The meds are starting to hit and I’m loopy. I can barely recall what I had for breakfast. It was probably bacon… fruit? I know I had coffee. I think… what was my goal? Wait, did I go to morning…? My hands are shaking. Am I having a reaction? I feel weak. Why am I here…? This is the same room! the same beds, same chairs, same windows, same house! Why am I -


“And - and I could’ve been there for him! If only I knew. I could have stopped him,” Crystal laments to the Group. She’s a shorter white woman in her late thirties with full jet-black hair who speaks softly but cheerfully with a slight southern accent and seems to bounce in her seat where she sits Indian style as Lorin nods attentively. Crystal gently wipes away a tear from each eye with the back of her hand and says, “Reminds me of that song - what’s it called?” and with a teary-eyed smile she remembers and sings, “Ah yeah, When I was Younger.”

“Purely contextual, though,” I say. 

“S’cuse me?” she asks.

“I’m sorry; I just mean that with the knowledge of your friend’s pending, imminent death, of course you would have been there for him to help avert such an outcome. However, you didn’t know. How could you have known he’d get in that accident? Therefore, you went about your daily routine and responded to your life as normal. None of it is your fault. Pathos versus Logos. Logic versus emotion. Like the song goes, ‘I wish I knew what I know now when I was younger.’”

“Hm, that makes a lot of sense,” she says with a sniffle and faintly smiles.

“Just a long-winded version of ‘Hindsight is twenty-twenty,’” I say as the meds begin pulling me away.

“But it’s just what I feel, I s’pose,” she says as her shoulders slump, defeated. Her words are large and round and fuzzy. And they’re the only sounds I hear. The sun shines in from the window, over her shoulders, the golden hues of light flicker with her movements.

“Yeah,” Lorin emphatically says and starts nodding to everyone in the room, “sometimes it’s not just about what happened or what didn’t happen, or whose fault it is or isn’t, but about how you feel about it. And exploring where those feelings come from, and engaging with them through dialogue, is a great step to help anyone through their grieving process.”

Everything has gone hazy. It’s as if the world around me is losing definition. That the lens of each sense is covered in a film, or muffled or stuffed with a " stifled in a -


“Coffee’s kinda cold,” I say airily to Brooke at the lounge table.

“Want one of mine?” she says.

“No, I…,” I trail off, “I wanna play guitar.” Why do I want to play guitar?

“Oh, okay…,” she says with a giggle, “just ask Barb when we go to Group.”

I awkwardly remove the lid to my lunch.
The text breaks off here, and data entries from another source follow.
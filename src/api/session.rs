//! Local session endpoints.

use axum::{extract::State, Json};

use super::{error, success, ApiResult};
use crate::errors::AppError;
use crate::models::User;
use crate::AppState;

/// GET /api/session/current-user - The signed-in user, or null.
pub async fn get_current_user(State(state): State<AppState>) -> ApiResult<Option<User>> {
    match state.sessions.current_user().await {
        Ok(user) => success(user),
        Err(e) => error(e),
    }
}

/// PUT /api/session/current-user - Store the signed-in user.
pub async fn set_current_user(
    State(state): State<AppState>,
    Json(user): Json<User>,
) -> ApiResult<User> {
    if user.email.trim().is_empty() {
        return error(AppError::Validation("Email is required".to_string()));
    }

    match state.sessions.set_current_user(&user).await {
        Ok(()) => success(user),
        Err(e) => error(e),
    }
}

/// DELETE /api/session/current-user - Sign out.
pub async fn clear_current_user(State(state): State<AppState>) -> ApiResult<()> {
    match state.sessions.clear_current_user().await {
        Ok(()) => success(()),
        Err(e) => error(e),
    }
}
An uninspired pizza. I take a bite and chew around for a while. My hand shakily, sleepily brings my carton of milk toward me.


“Hey, you have that guitar?” I ask Barbara, our Recreational Therapist. We’re in room 304.

“Oh, sure,” she sweetly says and briskly opens 304’s closet with a key.

“Here you are, dear,” she states with a smile and hands me the acoustic.

I sound an E fifth power chord on the seventh fret, then sliding a finger from F sharp to G sharp, B up to C sharp, now the next octave from that original E’s root. A high F sharp bending up, back down, sounding again. Back down to E... to D sharp... slightly bending... C sharp. Bending B again?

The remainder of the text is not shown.